Cuando te metes en una organización religiosa como el Opus Dei, algo que yo hice sin el consentimiento de mis padres y con apenas 14 años, te pueden pasar dos cosas: que cuando tu mente despierta tras la siempre problemática adolescencia te des cuenta en el lío que te has metido y te vayas echando leches; o que la cosa sea tan seductora y convincente que te atrape entre sus garras y te quedes el resto de tu vida adulta. En este segundo caso te pueden pasar a su vez dos cosas: que despiertes a la realidad del mundo real en la madurez y tengas los reaños para irte, con cuarenta o cincuenta tacos, o que te sientas tan atrapado (o tan integrado) que te quedes ahí hasta el final de tus días en ese mundo que a mí acabó pareciéndome un tanto oscuro y deprimente.

Mi caso fue el primero, y creo honestamente que tuve mucha suerte. Ahora tengo sesenta tacos recién cumplidos y me siento orgulloso y feliz de haber vivido una vida plena, tener tres hijos increíbles, una mujer con la que llevo casado la friolera de 37 años y disfrutar de dos maravillosos nietos medio británicos, medio brasileños, medio españoles que son una fuente inagotable de la más profunda de las alegrías que cualquier ser humano puede concebir.

Mis mejores amigos, por lo demás, vienen de aquellos tres años maravilloso más un año de pesadilla, total apenas cuatro, que pasé en el Opus. De hecho, no reniego de la experiencia, sino todo lo contrario. Si existiera el viaje en el tiempo, volvería a aquellos años. Como también volvería a los años de la mili en el Grup a Llom de Lleida, con doscientos mulos a cual más apestoso. Pero es que a los sesenta años, cualquier experiencia de juventud resulta absolutamente gratificante en retrospectiva.

Desgraciadamente para él, Antonio Esquivias fue de los que se quedó después de la adolescencia (pitó un par de años antes que yo) y solo con 45 años, después de haberse ordenado como sacerdote de la Santa Cruz y haberse secularizado, descubrió la realidad real de la organización en la que llevaba treinta años plenamente integrado, con muchos cargos de alta responsabilidad la mayor parte del tiempo. El problema es que Antonio Esquivias, autor de un libro de prosa mejorable pero de apasionante relato para alguien con mi pasado, se ha dado de bruces con la realidad de una institución que le exprimió hasta los tuétanos pero que nunca reconocerá una relación laboral que le permita en un futuro no tan lejano acceder a una pensión decente. El pobre Antonio, como otros adultos damnificados por la Obra de Dios, o por otras organizaciones religiosas acogidas al Concordato, no tendrá su merecida jubilación después de haber entregado su vida al servicio del mantenimiento, gestión y expansión de diferentes centros del Opus Dei, de Madrid a Roma pasando por Valencia y con vuelta a Madrid.

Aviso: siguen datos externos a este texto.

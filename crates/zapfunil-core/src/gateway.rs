// SPDX-FileCopyrightText: 2026 Zapfunil Contributors
// SPDX-License-Identifier: MIT OR Apache-2.0

//! Outbound messaging gateway trait.
//!
//! The transport behind this trait is an external collaborator. Failures
//! must surface to the caller -- state machines decide for themselves
//! whether to advance, and they never advance on a failed send.

use async_trait::async_trait;

use crate::error::ZapfunilError;
use crate::types::DeliveryStatus;

/// Result of one accepted outbound send.
#[derive(Debug, Clone)]
pub struct DeliveryReceipt {
    /// Provider message id, when the gateway reports one.
    pub external_id: Option<String>,
    pub status: DeliveryStatus,
}

/// Adapter for sending messages to a contact through one messaging instance.
///
/// `instance_id` selects the credential set; `phone` is the canonical
/// digits-only destination.
#[async_trait]
pub trait MessageGateway: Send + Sync {
    async fn send_text(
        &self,
        instance_id: &str,
        phone: &str,
        text: &str,
    ) -> Result<DeliveryReceipt, ZapfunilError>;

    async fn send_image(
        &self,
        instance_id: &str,
        phone: &str,
        url: &str,
        caption: Option<&str>,
    ) -> Result<DeliveryReceipt, ZapfunilError>;

    async fn send_audio(
        &self,
        instance_id: &str,
        phone: &str,
        url: &str,
    ) -> Result<DeliveryReceipt, ZapfunilError>;

    async fn send_video(
        &self,
        instance_id: &str,
        phone: &str,
        url: &str,
        caption: Option<&str>,
    ) -> Result<DeliveryReceipt, ZapfunilError>;

    async fn send_document(
        &self,
        instance_id: &str,
        phone: &str,
        url: &str,
        filename: &str,
        caption: Option<&str>,
    ) -> Result<DeliveryReceipt, ZapfunilError>;
}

Si durante todos estos años no he escrito nada acerca del Opus es porque pienso justo lo contrario que su fundador, el santo Escrivá, que siempre recalcaba ese concepto tan aparentemente convincente de que la institución es divina, pero las personas son humanas y tienen sus fallos. ¡Y una leche! La institución eclesiástica es bastante perversa, con sus inquisiciones y la protección a los pederastas como demostración palpable, mientras que es cierto también que muchos de sus militantes y adherentes son gente comprometida, fantástica y admirable. Así que lo que falla es la institución, y lo que la salva son las personas.

No voy a pretender, ni de lejos, tener la misma calidad moral y personal que tantos religiosos, curas e incluso miembros de organizaciones religiosas como el Opus que son capaces de comprometerse hasta los tuétanos para ayudar a los más necesitados o dar su vida por un compromiso radical con sus convicciones más profundas.

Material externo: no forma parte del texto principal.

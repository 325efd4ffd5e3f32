// SPDX-FileCopyrightText: 2026 Zapfunil Contributors
// SPDX-License-Identifier: MIT OR Apache-2.0

//! End-to-end pass over the core: webhook event in, qualification dialog,
//! lead creation, menu resolution, and the two follow-up stages -- against
//! a temp database and a recording gateway.

use std::sync::Arc;

use chrono::{Duration, Utc};
use zapfunil_bot::{BotEngine, BotOutcome, MenuChoice};
use zapfunil_config::{InstanceConfig, ZapfunilConfig};
use zapfunil_core::LeadStatus;
use zapfunil_followup::FollowupScheduler;
use zapfunil_storage::queries::{bot, followups, history, leads};
use zapfunil_storage::Database;
use zapfunil_test_utils::{step_fixture, RecordingGateway};
use zapfunil_whatsapp::ingest::IngestOutcome;
use zapfunil_whatsapp::{process_event, webhook, WebhookEnvelope};

fn config() -> Arc<ZapfunilConfig> {
    let mut config = ZapfunilConfig::default();
    config.instances = vec![InstanceConfig {
        id: "central".to_string(),
        unit: "Central".to_string(),
        base_url: "http://gateway.invalid".to_string(),
        api_key: "k".to_string(),
        bot_default: true,
    }];
    Arc::new(config)
}

async fn seed(db: &Database) {
    let mut settings = bot::get_settings(db).await.unwrap();
    settings.enabled = true;
    settings.existing_customer_pattern = "(?i)sou cliente".to_string();
    settings.completion_message =
        Some("Perfeito, {{nome}}! Festa em {{mes}} para {{convidados}} convidados.".to_string());
    settings.transfer_message = Some("Um atendente vai continuar com você.".to_string());
    settings.menu_message =
        Some("1 - agendar visita | 2 - dúvidas | 3 - analisar depois".to_string());
    settings.followup_delay1_hours = 24;
    settings.followup_delay2_hours = 48;
    settings.followup_template1 = Some("Oi {{nome}}, ainda pensando?".to_string());
    settings.followup_template2 = Some("{{nome}}, últimas datas na {{unidade}}!".to_string());
    bot::save_settings(db, &settings).await.unwrap();

    for (key, pos, question, confirmation) in [
        ("tipo", 1, "Você já é cliente ou quer fazer um evento?", None),
        ("nome", 2, "Qual o seu nome?", Some("Prazer, {{resposta}}!")),
        ("mes", 3, "Para qual mês seria a festa?", None),
        ("convidados", 4, "Quantos convidados?", None),
    ] {
        bot::save_step(db, &step_fixture(key, pos, question, confirmation))
            .await
            .unwrap();
    }
}

/// Build the webhook JSON the gateway would deliver for one inbound text.
fn inbound_json(external_id: &str, text: &str) -> String {
    serde_json::json!({
        "event": "messages.upsert",
        "instance": "central",
        "data": {
            "key": {
                "remoteJid": "5511999990000@s.whatsapp.net",
                "fromMe": false,
                "id": external_id,
            },
            "pushName": "João",
            "message": { "conversation": text },
            "messageTimestamp": Utc::now().timestamp(),
        }
    })
    .to_string()
}

/// One webhook delivery: parse, ingest, dispatch to the bot.
async fn deliver(
    db: &Database,
    config: &ZapfunilConfig,
    engine: &BotEngine,
    external_id: &str,
    text: &str,
) -> Option<BotOutcome> {
    let envelope: WebhookEnvelope =
        serde_json::from_str(&inbound_json(external_id, text)).unwrap();
    let event = webhook::to_inbound_event(&envelope).unwrap();
    let outcome = process_event(db, config, event).await.unwrap();

    let IngestOutcome::Message {
        conversation,
        bot_input: Some(input),
        ..
    } = outcome
    else {
        return None;
    };
    Some(engine.handle_inbound(&conversation, &input).await.unwrap())
}

#[tokio::test]
async fn full_pipeline_from_first_contact_to_second_followup() {
    let dir = tempfile::tempdir().unwrap();
    let db_path = dir.path().join("e2e.db");
    let db = Database::open(db_path.to_str().unwrap()).await.unwrap();
    seed(&db).await;

    let config = config();
    let gateway = RecordingGateway::new();
    let engine = BotEngine::new(db.clone(), Arc::new(gateway.clone()), config.clone());
    let scheduler = FollowupScheduler::new(db.clone(), Arc::new(gateway.clone()));

    // -- Qualification dialog -------------------------------------------
    let outcome = deliver(&db, &config, &engine, "e1", "oi, queria saber dos preços").await;
    assert_eq!(outcome, Some(BotOutcome::Started));

    deliver(&db, &config, &engine, "e2", "quero fazer um evento").await;
    deliver(&db, &config, &engine, "e3", "João").await;
    deliver(&db, &config, &engine, "e4", "março").await;
    let outcome = deliver(&db, &config, &engine, "e5", "120").await;
    let Some(BotOutcome::Completed { lead_id }) = outcome else {
        panic!("expected completion, got {outcome:?}");
    };

    let lead = leads::get_lead(&db, &lead_id).await.unwrap().unwrap();
    assert_eq!(lead.name, "João");
    assert_eq!(lead.target_month.as_deref(), Some("março"));
    assert_eq!(lead.guest_count, Some(120));
    assert_eq!(lead.status, LeadStatus::Novo);

    // Question sequence went out exactly in the configured order.
    let texts = gateway.sent_texts().await;
    let questions: Vec<&String> = texts.iter().filter(|t| t.ends_with('?')).collect();
    assert_eq!(questions.len(), 4);
    assert_eq!(
        texts.iter().filter(|t| t.starts_with("Perfeito, João")).count(),
        1
    );

    // -- Gateway redelivery of an already-seen event is harmless --------
    let redelivered = deliver(&db, &config, &engine, "e5", "120").await;
    assert!(redelivered.is_none(), "retry never reaches the bot");

    // -- Menu: analyze later arms the follow-up -------------------------
    let outcome = deliver(&db, &config, &engine, "e6", "3").await;
    assert_eq!(
        outcome,
        Some(BotOutcome::MenuResolved(MenuChoice::AnalyzeLater))
    );
    let followup = followups::get(&db, &lead_id).await.unwrap().unwrap();

    // -- Follow-up stages, measured from the arming event ---------------
    let armed_at = chrono::DateTime::parse_from_rfc3339(&followup.armed_at)
        .unwrap()
        .with_timezone(&Utc);

    gateway.clear().await;
    let report = scheduler.run_due(armed_at + Duration::hours(23)).await.unwrap();
    assert!(report.stage1_sent.is_empty());

    let report = scheduler.run_due(armed_at + Duration::hours(25)).await.unwrap();
    assert_eq!(report.stage1_sent, vec![lead_id.clone()]);

    let report = scheduler.run_due(armed_at + Duration::hours(49)).await.unwrap();
    assert_eq!(report.stage2_sent, vec![lead_id.clone()]);

    // Re-running changes nothing: each stage fires at most once.
    let report = scheduler.run_due(armed_at + Duration::hours(72)).await.unwrap();
    assert!(report.stage1_sent.is_empty());
    assert!(report.stage2_sent.is_empty());
    assert_eq!(gateway.sent_count().await, 2);

    let texts = gateway.sent_texts().await;
    assert_eq!(texts[0], "Oi João, ainda pensando?");
    assert_eq!(texts[1], "João, últimas datas na Central!");

    // -- The audit trail reconstructs the whole journey -----------------
    let trail: Vec<String> = history::get_history(&db, &lead_id)
        .await
        .unwrap()
        .into_iter()
        .map(|e| e.action)
        .collect();
    assert_eq!(
        trail,
        [
            "lead_created",
            "conversation_linked",
            "followup_armed",
            "followup_stage1_sent",
            "followup_stage2_sent",
        ]
    );

    db.close().await.unwrap();
}

#[tokio::test]
async fn existing_customer_is_handed_to_a_human() {
    let dir = tempfile::tempdir().unwrap();
    let db_path = dir.path().join("e2e.db");
    let db = Database::open(db_path.to_str().unwrap()).await.unwrap();
    seed(&db).await;

    let config = config();
    let gateway = RecordingGateway::new();
    let engine = BotEngine::new(db.clone(), Arc::new(gateway.clone()), config.clone());

    deliver(&db, &config, &engine, "e1", "oi").await;
    let outcome = deliver(&db, &config, &engine, "e2", "já sou cliente").await;
    assert_eq!(outcome, Some(BotOutcome::Transferred));

    // The bot stays out of this conversation from here on.
    let outcome = deliver(&db, &config, &engine, "e3", "alguém aí?").await;
    assert_eq!(outcome, Some(BotOutcome::NotApplicable));
    assert!(leads::list_leads(&db, None).await.unwrap().is_empty());

    db.close().await.unwrap();
}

Pobre Antonio. En un país en que la legislación laboral da la razón siempre al empleado, él ha tenido la mala suerte de caer en la órbita de los concordatos y la legislación eclesiástica, que da patente de corso a todas estas órdenes religiosos o prelaturas personales que no respetan los más elementales derechos laborales de estos desgraciados ciudadanos que malviven al salirse en completa desprotección.

Estos damnificados se enfrentan a la incomprensión de la derecha y al rechazo de la izquierda. No tienen a nadie que les comprenda, excepto a antiguos miembros de la Obra como yo. Y por eso me he sentido en la obligación de dedicar esta columna a denunciar tamaña injusticia.

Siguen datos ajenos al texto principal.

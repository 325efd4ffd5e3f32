// SPDX-FileCopyrightText: 2026 Zapfunil Contributors
// SPDX-License-Identifier: MIT OR Apache-2.0

//! Row-level change feed backing the realtime bridge contract.
//!
//! Every committed row change on the single-writer connection is published
//! as a [`ChangeEvent`] on a broadcast channel. Consumers (UI bridges,
//! tests) subscribe via [`crate::Database::subscribe`] and reconcile their
//! caches from the store -- never the reverse.

use serde::{Deserialize, Serialize};

/// Kind of row change.
#[derive(Debug, Clone, Copy, PartialEq, Eq, Serialize, Deserialize)]
#[serde(rename_all = "snake_case")]
pub enum ChangeOp {
    Insert,
    Update,
    Delete,
}

/// One committed row change.
#[derive(Debug, Clone, PartialEq, Eq, Serialize, Deserialize)]
pub struct ChangeEvent {
    pub table: String,
    pub op: ChangeOp,
    pub rowid: i64,
}
//! Skin rendering via the public, sessionless renderer

use std::fmt;
use url::Url;

use crate::client::api::WolfyClient;
use crate::error::{Error, Result};

#[derive(Debug, Clone, Copy, PartialEq, Eq)]
pub enum SkinFormat {
    Png,
    Svg,
}

impl SkinFormat {
    pub fn as_str(&self) -> &'static str {
        match self {
            Self::Png => "png",
            Self::Svg => "svg",
        }
    }
}

#[derive(Debug, Clone, Copy, PartialEq, Eq, Default)]
pub enum SkinProfile {
    /// Whole skin
    #[default]
    Full,
    /// Face, centered
    Center,
    /// Face, right-facing
    Right,
}

impl SkinProfile {
    pub fn as_str(&self) -> &'static str {
        match self {
            Self::Full => "full",
            Self::Center => "center",
            Self::Right => "right",
        }
    }
}

/// Render size, only honored for PNG
#[derive(Debug, Clone, Copy, PartialEq, Eq, Default)]
pub enum SkinSize {
    #[default]
    Default,
    Large,
    Small,
}

impl SkinSize {
    pub fn as_str(&self) -> &'static str {
        match self {
            Self::Default => "",
            Self::Large => "large",
            Self::Small => "small",
        }
    }
}

impl fmt::Display for SkinFormat {
    fn fmt(&self, f: &mut fmt::Formatter<'_>) -> fmt::Result {
        f.write_str(self.as_str())
    }
}

impl fmt::Display for SkinProfile {
    fn fmt(&self, f: &mut fmt::Formatter<'_>) -> fmt::Result {
        f.write_str(self.as_str())
    }
}

/// Renderer URL for a user's skin.
///
/// `profile` is omitted for the full render, and `size` is only sent for
/// PNG with a non-default size.
pub fn skin_render_url(
    media_base: &Url,
    user_id: &str,
    format: SkinFormat,
    profile: SkinProfile,
    size: SkinSize,
) -> Result<Url> {
    let file = format!("user.{}", format.as_str());
    let mut url = media_base
        .join(&file)
        .map_err(|e| Error::malformed_path(file.as_str(), e))?;

    {
        let mut query = url.query_pairs_mut();
        query.append_pair("id", user_id);
        if profile != SkinProfile::Full {
            query.append_pair("profile", profile.as_str());
        }
        if format == SkinFormat::Png && size != SkinSize::Default {
            query.append_pair("size", size.as_str());
        }
    }
    Ok(url)
}

impl WolfyClient {
    /// Fetch the rendered skin image of a user as raw bytes.
    ///
    /// The renderer is public; this request never carries the session.
    pub async fn skin_image(
        &self,
        user_id: &str,
        format: SkinFormat,
        profile: SkinProfile,
        size: SkinSize,
    ) -> Result<Vec<u8>> {
        let url = skin_render_url(self.media_url(), user_id, format, profile, size)?;
        self.fetch_media(url).await
    }
}
// Client module - Wolfy API client
pub mod api;
pub mod payload;
pub mod media;
pub mod account;
pub mod player;
pub mod shop;
pub mod social;
pub mod cosmetics;

pub use api::{ApiRequest, ClientBuilder, WolfyClient, resolve_path};
pub use payload::{ApiResponse, Body, Payload};
pub use media::{SkinFormat, SkinProfile, SkinSize, skin_render_url};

¡Ánimo, Antonio! Un año en libertad es como diez años en el vientre de la ballena. Aprovéchalos y disfruta. Y enhorabuena por la valentía que has tenido al escribir tu libro, que reseño aquí para lo que convenga. Se llama El Opus Dei: el cielo en una jaula, de Antonio Esquivias, editado por Libros.com en 2015. Lo puedes encontrar en Amazon, como casi todo.